**The task**
Set down exactly, and only, the lines from the one with "pub enum CatalogError" to the final line of the entries, both included.

**Dataset entries**
########################################
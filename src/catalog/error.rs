use std::path::PathBuf;
use thiserror::Error;

#[derive(Debug, Error)]
pub enum CatalogError {
    #[error("Failed to read catalog seed {path}: {source}")]
    Io {
        path: PathBuf,
        #[source]
        source: std::io::Error,
    },
    #[error("Catalog seed is not valid: {0}")]
    Json(#[from] serde_json::Error),
    #[error("Product id cannot be empty")]
    EmptyId,
    #[error("Duplicate product id: {0}")]
    DuplicateId(String),
    #[error("Invalid price {price} for product {id}")]
    InvalidPrice { id: String, price: f64 },
}

/// A string that does not name any variant of a closed enumeration
#[derive(Debug, Clone, PartialEq, Eq, Error)]
#[error("Unknown {kind}: '{value}'")]
pub struct UnknownVariant {
    pub kind: &'static str,
    pub value: String,
}

impl UnknownVariant {
    pub fn new(kind: &'static str, value: &str) -> Self {
        Self {
            kind,
            value: value.to_string(),
        }
    }
}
########################################
**Solution for this exercise**
pub enum CatalogError {
    #[error("Failed to read catalog seed {path}: {source}")]
    Io {
        path: PathBuf,
        #[source]
        source: std::io::Error,
    },
    #[error("Catalog seed is not valid: {0}")]
    Json(#[from] serde_json::Error),
    #[error("Product id cannot be empty")]
    EmptyId,
    #[error("Duplicate product id: {0}")]
    DuplicateId(String),
    #[error("Invalid price {price} for product {id}")]
    InvalidPrice { id: String, price: f64 },
}

/// A string that does not name any variant of a closed enumeration
#[derive(Debug, Clone, PartialEq, Eq, Error)]
#[error("Unknown {kind}: '{value}'")]
pub struct UnknownVariant {
    pub kind: &'static str,
    pub value: String,
}

impl UnknownVariant {
    pub fn new(kind: &'static str, value: &str) -> Self {
        Self {
            kind,
            value: value.to_string(),
        }
    }
}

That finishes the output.